» **Task description**
From the entries that follow, gather each line holding the word "SaleFinalizer".

Records contained in a dataset:
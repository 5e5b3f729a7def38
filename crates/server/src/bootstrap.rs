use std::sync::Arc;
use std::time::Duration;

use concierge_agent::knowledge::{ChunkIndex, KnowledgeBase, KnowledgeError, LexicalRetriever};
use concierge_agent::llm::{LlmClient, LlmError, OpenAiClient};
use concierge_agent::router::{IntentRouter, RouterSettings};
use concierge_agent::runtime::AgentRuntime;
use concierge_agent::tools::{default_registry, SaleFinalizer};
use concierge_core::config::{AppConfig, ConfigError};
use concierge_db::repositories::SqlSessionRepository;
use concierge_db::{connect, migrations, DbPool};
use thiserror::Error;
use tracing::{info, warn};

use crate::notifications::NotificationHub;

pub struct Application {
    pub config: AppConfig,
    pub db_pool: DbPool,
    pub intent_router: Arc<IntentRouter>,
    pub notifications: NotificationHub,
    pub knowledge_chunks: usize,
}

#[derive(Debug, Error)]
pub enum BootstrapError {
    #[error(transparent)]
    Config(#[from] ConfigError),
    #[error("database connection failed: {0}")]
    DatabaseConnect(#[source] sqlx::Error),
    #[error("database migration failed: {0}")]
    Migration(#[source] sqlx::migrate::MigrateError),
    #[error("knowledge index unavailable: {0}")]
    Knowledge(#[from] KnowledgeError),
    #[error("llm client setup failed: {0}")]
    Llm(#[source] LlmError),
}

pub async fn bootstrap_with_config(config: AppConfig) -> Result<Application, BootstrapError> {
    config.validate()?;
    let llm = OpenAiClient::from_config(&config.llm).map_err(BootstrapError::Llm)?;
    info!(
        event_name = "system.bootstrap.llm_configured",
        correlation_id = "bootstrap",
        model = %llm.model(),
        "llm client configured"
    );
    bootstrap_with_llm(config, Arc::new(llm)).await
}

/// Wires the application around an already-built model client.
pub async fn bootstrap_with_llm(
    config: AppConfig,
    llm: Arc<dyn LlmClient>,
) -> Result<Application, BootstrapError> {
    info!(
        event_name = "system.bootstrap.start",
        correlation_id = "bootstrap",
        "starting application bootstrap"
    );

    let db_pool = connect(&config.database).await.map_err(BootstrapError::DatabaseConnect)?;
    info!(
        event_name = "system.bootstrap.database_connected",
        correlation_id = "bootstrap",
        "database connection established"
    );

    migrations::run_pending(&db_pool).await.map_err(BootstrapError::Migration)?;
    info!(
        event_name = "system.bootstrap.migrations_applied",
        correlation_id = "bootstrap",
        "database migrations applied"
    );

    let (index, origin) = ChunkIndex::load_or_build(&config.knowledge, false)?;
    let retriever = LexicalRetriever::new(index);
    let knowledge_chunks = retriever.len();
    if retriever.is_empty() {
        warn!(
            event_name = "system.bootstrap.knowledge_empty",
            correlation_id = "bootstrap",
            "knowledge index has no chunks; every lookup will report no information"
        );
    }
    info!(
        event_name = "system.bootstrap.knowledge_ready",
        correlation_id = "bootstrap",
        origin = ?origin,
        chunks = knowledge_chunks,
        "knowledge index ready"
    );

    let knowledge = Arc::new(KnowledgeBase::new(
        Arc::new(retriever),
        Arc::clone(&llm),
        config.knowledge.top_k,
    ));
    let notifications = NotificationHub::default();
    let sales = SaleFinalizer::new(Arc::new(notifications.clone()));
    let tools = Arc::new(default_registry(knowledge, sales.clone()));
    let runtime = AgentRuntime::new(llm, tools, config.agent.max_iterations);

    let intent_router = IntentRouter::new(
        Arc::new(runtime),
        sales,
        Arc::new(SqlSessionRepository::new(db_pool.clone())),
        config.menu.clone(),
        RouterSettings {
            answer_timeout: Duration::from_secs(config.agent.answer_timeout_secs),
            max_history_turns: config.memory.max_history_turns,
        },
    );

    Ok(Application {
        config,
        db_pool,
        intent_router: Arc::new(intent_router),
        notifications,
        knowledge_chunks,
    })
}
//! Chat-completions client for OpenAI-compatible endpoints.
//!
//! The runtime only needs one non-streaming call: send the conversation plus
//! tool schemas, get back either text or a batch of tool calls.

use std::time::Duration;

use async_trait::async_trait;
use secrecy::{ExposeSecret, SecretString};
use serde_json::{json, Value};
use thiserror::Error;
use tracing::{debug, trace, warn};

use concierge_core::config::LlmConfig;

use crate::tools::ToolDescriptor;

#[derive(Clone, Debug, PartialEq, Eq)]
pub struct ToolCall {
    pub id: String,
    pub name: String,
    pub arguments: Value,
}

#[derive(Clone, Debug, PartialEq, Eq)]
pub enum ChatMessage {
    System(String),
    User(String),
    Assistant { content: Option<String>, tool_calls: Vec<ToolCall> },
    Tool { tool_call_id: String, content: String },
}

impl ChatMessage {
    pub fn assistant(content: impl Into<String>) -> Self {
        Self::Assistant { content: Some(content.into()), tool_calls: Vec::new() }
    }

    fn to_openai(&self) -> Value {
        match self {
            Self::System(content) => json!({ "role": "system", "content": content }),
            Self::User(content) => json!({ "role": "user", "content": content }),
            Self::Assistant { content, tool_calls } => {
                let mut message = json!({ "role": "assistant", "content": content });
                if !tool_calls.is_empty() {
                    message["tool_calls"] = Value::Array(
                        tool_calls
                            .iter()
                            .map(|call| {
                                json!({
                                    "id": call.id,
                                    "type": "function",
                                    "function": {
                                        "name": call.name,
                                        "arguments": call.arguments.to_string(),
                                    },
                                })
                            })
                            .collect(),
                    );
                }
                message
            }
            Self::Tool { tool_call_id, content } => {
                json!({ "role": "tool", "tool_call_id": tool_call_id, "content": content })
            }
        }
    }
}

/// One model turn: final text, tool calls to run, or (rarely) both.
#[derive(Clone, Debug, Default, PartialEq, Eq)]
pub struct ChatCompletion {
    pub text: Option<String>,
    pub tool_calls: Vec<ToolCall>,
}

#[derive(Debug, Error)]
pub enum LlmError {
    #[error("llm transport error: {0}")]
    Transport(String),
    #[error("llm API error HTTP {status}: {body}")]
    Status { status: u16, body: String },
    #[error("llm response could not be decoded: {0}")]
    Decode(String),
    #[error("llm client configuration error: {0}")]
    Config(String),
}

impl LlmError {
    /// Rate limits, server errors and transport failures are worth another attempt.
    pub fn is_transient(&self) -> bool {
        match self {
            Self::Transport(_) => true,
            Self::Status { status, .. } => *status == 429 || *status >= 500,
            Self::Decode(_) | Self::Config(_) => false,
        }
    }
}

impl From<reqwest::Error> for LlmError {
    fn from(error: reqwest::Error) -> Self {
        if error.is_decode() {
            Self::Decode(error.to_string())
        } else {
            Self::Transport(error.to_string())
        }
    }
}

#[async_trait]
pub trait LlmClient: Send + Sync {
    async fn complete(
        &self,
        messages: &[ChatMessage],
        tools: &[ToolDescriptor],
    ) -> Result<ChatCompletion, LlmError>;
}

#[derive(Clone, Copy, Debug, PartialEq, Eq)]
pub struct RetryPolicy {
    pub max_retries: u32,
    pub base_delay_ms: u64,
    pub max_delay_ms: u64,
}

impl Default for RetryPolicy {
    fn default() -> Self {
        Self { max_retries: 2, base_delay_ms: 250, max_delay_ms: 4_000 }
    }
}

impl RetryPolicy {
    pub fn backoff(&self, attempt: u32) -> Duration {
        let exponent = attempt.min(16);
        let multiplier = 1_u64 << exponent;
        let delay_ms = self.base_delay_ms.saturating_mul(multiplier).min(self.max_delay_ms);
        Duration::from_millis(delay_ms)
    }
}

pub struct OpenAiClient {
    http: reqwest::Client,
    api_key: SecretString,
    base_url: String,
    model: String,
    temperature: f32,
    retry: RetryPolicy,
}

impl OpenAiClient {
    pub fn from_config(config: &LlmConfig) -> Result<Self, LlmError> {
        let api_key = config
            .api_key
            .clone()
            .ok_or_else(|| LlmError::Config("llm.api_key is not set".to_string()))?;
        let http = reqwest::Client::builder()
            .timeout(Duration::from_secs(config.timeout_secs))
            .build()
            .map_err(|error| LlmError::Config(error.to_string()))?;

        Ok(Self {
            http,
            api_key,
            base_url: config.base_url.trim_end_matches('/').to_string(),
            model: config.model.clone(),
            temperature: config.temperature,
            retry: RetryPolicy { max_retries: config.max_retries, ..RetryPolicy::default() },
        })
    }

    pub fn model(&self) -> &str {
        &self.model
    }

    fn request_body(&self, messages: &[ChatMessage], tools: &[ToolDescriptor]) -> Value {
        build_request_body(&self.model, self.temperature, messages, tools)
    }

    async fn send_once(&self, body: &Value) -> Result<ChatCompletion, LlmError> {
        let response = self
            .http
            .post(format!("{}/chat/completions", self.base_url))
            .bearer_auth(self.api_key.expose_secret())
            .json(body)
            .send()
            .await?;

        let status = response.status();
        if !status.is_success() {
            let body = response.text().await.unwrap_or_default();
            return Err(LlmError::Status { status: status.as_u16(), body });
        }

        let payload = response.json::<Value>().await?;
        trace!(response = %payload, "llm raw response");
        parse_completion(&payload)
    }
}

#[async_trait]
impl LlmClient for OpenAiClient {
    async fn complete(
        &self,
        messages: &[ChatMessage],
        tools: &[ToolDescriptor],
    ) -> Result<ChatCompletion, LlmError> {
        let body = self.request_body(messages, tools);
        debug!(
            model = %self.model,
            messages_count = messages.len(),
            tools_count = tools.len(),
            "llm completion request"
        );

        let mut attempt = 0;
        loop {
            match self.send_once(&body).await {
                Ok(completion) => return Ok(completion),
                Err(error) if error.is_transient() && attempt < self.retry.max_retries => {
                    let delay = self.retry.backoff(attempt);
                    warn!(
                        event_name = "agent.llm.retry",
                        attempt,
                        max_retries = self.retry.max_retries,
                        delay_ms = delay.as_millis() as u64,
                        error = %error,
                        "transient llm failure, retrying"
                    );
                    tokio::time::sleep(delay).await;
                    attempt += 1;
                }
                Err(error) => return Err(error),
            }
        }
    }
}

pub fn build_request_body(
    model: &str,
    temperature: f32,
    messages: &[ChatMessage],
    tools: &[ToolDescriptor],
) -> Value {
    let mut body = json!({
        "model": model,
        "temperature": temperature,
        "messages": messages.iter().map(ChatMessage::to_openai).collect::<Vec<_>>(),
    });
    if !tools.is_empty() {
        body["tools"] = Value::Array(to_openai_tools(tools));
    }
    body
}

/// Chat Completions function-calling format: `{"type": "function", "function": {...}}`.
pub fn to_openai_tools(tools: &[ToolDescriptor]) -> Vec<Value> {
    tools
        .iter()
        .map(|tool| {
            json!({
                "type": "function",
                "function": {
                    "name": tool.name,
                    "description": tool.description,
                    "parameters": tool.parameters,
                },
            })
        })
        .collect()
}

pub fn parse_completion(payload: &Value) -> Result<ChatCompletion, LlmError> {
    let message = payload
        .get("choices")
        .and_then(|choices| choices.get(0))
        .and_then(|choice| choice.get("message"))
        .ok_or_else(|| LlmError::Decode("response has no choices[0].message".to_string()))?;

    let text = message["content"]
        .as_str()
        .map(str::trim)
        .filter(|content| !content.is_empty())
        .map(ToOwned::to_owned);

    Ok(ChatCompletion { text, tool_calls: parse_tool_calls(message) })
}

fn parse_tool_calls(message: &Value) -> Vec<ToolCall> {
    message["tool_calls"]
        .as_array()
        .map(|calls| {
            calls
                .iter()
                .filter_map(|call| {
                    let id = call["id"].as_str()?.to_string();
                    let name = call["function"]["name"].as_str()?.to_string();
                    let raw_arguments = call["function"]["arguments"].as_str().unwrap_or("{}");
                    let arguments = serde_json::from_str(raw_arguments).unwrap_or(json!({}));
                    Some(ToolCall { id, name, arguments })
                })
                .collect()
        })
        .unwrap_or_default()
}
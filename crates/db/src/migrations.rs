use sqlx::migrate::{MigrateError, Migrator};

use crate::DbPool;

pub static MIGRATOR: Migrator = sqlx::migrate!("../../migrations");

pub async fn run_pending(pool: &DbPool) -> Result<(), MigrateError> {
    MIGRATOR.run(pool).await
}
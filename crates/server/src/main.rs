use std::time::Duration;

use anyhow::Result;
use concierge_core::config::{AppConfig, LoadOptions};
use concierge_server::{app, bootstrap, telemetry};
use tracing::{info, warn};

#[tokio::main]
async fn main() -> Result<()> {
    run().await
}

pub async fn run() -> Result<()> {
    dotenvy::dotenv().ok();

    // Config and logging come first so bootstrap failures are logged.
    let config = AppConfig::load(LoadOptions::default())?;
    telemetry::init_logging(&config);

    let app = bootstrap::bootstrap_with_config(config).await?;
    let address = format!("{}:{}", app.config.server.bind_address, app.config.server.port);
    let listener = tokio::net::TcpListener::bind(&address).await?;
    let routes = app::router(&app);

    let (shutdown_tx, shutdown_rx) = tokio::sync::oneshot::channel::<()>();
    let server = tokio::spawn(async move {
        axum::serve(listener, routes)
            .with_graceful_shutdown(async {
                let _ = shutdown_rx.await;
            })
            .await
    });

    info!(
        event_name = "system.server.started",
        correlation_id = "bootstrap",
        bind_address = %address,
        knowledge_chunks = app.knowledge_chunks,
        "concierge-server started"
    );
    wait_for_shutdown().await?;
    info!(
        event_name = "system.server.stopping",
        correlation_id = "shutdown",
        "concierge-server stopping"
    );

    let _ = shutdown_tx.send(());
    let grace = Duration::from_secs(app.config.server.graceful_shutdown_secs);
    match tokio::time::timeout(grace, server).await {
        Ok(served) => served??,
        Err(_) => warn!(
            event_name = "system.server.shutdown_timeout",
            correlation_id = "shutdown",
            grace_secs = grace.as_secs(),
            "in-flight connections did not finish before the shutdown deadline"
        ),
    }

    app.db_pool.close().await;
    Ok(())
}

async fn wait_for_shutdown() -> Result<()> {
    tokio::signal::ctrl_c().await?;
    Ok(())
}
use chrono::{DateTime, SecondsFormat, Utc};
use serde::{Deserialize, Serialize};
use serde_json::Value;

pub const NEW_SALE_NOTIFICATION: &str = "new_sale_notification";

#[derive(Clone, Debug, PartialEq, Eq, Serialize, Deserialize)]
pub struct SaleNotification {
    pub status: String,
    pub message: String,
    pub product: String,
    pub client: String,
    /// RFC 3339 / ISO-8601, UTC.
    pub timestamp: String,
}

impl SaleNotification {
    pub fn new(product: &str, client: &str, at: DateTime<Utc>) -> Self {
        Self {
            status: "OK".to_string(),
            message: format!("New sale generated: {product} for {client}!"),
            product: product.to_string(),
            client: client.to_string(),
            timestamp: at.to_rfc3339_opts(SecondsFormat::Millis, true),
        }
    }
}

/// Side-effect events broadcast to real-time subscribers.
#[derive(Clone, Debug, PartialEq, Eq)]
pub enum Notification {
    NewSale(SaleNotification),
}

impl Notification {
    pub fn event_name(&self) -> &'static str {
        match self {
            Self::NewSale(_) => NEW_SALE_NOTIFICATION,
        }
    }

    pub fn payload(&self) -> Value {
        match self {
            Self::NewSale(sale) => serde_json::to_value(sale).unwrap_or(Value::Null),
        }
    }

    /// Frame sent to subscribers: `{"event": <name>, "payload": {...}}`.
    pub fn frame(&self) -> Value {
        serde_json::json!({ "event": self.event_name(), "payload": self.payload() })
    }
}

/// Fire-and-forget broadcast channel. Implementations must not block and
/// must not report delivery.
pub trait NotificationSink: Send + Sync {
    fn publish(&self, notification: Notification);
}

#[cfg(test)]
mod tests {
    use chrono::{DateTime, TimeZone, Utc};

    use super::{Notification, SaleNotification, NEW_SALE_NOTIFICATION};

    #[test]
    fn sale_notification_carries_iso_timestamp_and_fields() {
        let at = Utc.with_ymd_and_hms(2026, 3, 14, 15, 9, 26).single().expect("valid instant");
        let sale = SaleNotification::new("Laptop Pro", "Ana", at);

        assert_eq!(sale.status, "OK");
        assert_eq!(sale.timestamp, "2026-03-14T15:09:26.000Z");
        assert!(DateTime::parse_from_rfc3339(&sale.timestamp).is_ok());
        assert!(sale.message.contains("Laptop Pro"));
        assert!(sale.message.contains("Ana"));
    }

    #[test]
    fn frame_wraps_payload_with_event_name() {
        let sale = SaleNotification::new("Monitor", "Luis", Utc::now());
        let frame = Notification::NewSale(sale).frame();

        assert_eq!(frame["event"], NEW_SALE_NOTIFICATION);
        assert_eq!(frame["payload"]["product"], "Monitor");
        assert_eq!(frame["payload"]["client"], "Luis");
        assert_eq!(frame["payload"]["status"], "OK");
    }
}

» **Solution for this exercise**
use concierge_agent::tools::{default_registry, SaleFinalizer};
    let sales = SaleFinalizer::new(Arc::new(notifications.clone()));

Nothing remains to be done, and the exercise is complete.